About this task
Find how many lines in the data below mention "ConsoleResult". Give the number only.

Available data
//! Application State Management for Backoffice Console
//!
//! This module defines the global application state using Dioxus signals.
//! The state holds the current route, the logged-in console context and
//! the transient notices shown in the corner of the window.

use std::time::Duration;

use dioxus::prelude::*;
use uuid::Uuid;

use backoffice_api::ApiClient;
use backoffice_console::{ConsoleContext, Route};
use backoffice_core::{ConsoleConfig, ConsoleResult, Notice, SessionContext};

/// Context type every page works with
pub type Ctx = ConsoleContext<ApiClient>;

/// How long a notice stays on screen
pub const NOTICE_TTL: Duration = Duration::from_secs(4);

/// Most notices shown at once; older ones are dropped first
pub const MAX_NOTICES: usize = 5;

// ============================================================================
// UI State
// ============================================================================

/// General UI state (panels, layout)
#[derive(Debug, Clone, Default, PartialEq)]
pub struct UiState {
    /// Whether the sidebar is collapsed
    pub sidebar_collapsed: bool,
}

impl UiState {
    pub fn new() -> Self {
        Self::default()
    }

    /// Toggle sidebar
    pub fn toggle_sidebar(&mut self) {
        self.sidebar_collapsed = !self.sidebar_collapsed;
    }
}

// ============================================================================
// Application State
// ============================================================================

/// Main application state container
#[derive(Debug, Clone, PartialEq)]
pub struct AppState {
    /// Currently displayed view
    pub route: Route,
    /// API client, session and settings (None until logged in)
    pub context: Option<Ctx>,
    /// Settings used to build the context at login
    pub config: ConsoleConfig,
    /// Transient notices, oldest first
    pub notices: Vec<Notice>,
    /// UI state
    pub ui: UiState,
}

impl Default for AppState {
    fn default() -> Self {
        Self::from_parts(ConsoleConfig::default(), None)
    }
}

impl AppState {
    /// Load configuration and restore a persisted session, if any
    pub fn load() -> Self {
        let config = ConsoleConfig::load(None).unwrap_or_else(|e| {
            tracing::warn!("Using default configuration: {}", e);
            ConsoleConfig::default()
        });

        let session = config
            .session_store()
            .and_then(|store| store.load())
            .inspect_err(|e| tracing::debug!("No session restored: {}", e))
            .ok();

        Self::from_parts(config, session)
    }

    /// Build state from a configuration and an optional session
    pub fn from_parts(config: ConsoleConfig, session: Option<SessionContext>) -> Self {
        let mut state = Self {
            route: Route::Login,
            context: None,
            config,
            notices: Vec::new(),
            ui: UiState::new(),
        };

        if let Some(session) = session {
            match state.build_context(session) {
                Ok(ctx) => {
                    state.context = Some(ctx);
                    state.route = Route::Dashboard;
                }
                Err(e) => tracing::error!("Failed to restore session: {}", e),
            }
        }

        state
    }

    fn build_context(&self, session: SessionContext) -> ConsoleResult<Ctx> {
        let api = ApiClient::from_config(&self.config)?.with_session(&session);
        Ok(ConsoleContext::new(api, session, self.config.clone()))
    }

    /// Check if an operator is logged in
    pub fn is_logged_in(&self) -> bool {
        self.context.is_some()
    }

    /// Name shown in the toolbar
    pub fn user_label(&self) -> String {
        self.context
            .as_ref()
            .and_then(|ctx| ctx.session.display_name().map(str::to_string))
            .unwrap_or_else(|| "Operator".to_string())
    }

    /// Navigate to a route
    ///
    /// Views that need a session fall back to the login view; the login
    /// view falls forward to the dashboard once logged in.
    pub fn navigate(&mut self, route: Route) {
        self.route = match route {
            r if r.requires_session() && !self.is_logged_in() => Route::Login,
            Route::Login if self.is_logged_in() => Route::Dashboard,
            r => r,
        };
        tracing::debug!("Navigated to {}", self.route);
    }

    /// Install a fresh session and go to the dashboard
    pub fn signed_in(&mut self, session: SessionContext) -> ConsoleResult<()> {
        self.context = Some(self.build_context(session)?);
        self.navigate(Route::Dashboard);
        Ok(())
    }

    /// Drop the session and go to the login view
    pub fn signed_out(&mut self) {
        self.context = None;
        self.navigate(Route::Login);
    }

    /// Add a notice, dropping the oldest when full
    pub fn push_notice(&mut self, notice: Notice) {
        self.notices.push(notice);
        if self.notices.len() > MAX_NOTICES {
            let excess = self.notices.len() - MAX_NOTICES;
            self.notices.drain(..excess);
        }
    }

    /// Remove a notice by id
    pub fn dismiss_notice(&mut self, id: Uuid) {
        self.notices.retain(|n| n.id != id);
    }

    /// Drop notices that have been shown for [`NOTICE_TTL`]
    pub fn expire_notices(&mut self) {
        self.notices.retain(|n| !n.is_expired(NOTICE_TTL));
    }
}

// ============================================================================
// Global State Context
// ============================================================================

/// Global application state signal
/// Use this in components to access and modify app state
pub static APP_STATE: GlobalSignal<AppState> = Signal::global(AppState::load);

/// Show a notice and schedule the expiry sweep that removes it
pub fn notify(notice: Notice) {
    APP_STATE.write().push_notice(notice);
    spawn(async move {
        tokio::time::sleep(NOTICE_TTL).await;
        APP_STATE.write().expire_notices();
    });
}

/// Navigate from an event handler
pub fn go(route: Route) {
    APP_STATE.write().navigate(route);
}

// ============================================================================
// State Hooks (for component use)
// ============================================================================

/// Hook to access the current route
pub fn use_route() -> Route {
    APP_STATE.read().route
}

/// Hook to get the console context (None when logged out)
pub fn use_console_context() -> Option<Ctx> {
    APP_STATE.read().context.clone()
}

// ============================================================================
// Tests
// ============================================================================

Task answer
3